There are many other signs of this confession of failure, for which I have hardly left myself space. There is a chorus of Continental doubts; there is a multitude of destructive criticisms with which alone I could fill this article, even from my own very loose and general reading. But I will add a third reason of the same more general sort. The Darwinians have this mark of fighters for a lost cause, that they are perpetually appealing to sentiment and to authority. Put your bat or your rhinoceros simply and innocently as a child might put them, before the Darwinian, and he will answer by an appeal to authority. He will probably answer with the names of various German professors; he will not answer with any ordinary English words, explaining the point at issue.
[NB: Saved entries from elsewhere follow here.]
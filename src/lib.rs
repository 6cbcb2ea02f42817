pub mod analysis;
pub mod common;
pub mod config;
pub mod error;
pub mod host;
pub mod markers;
pub mod tool;

pub use analysis::{AnalysisConfig, AnalysisReport, StagnantInterval, StagnationAnalyzer};
pub use error::{AnalysisError, AppError, HostError};

pub use host::{InMemoryScene, SceneHost};
pub use tool::TimingTool;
God condescended to argue with Job, but the last Darwinian will not condescend to argue with you. He will inform you of your ignorance; he will not enlighten your ignorance.
And I will add this point of merely personal experience of humanity: when men have a real explanation they explain it, eagerly and copiously and in common speech, as Huxley freely gave it when he thought he had it. When they have no explanation to offer, they give short dignified replies, disdainful of the ignorance of the multitude.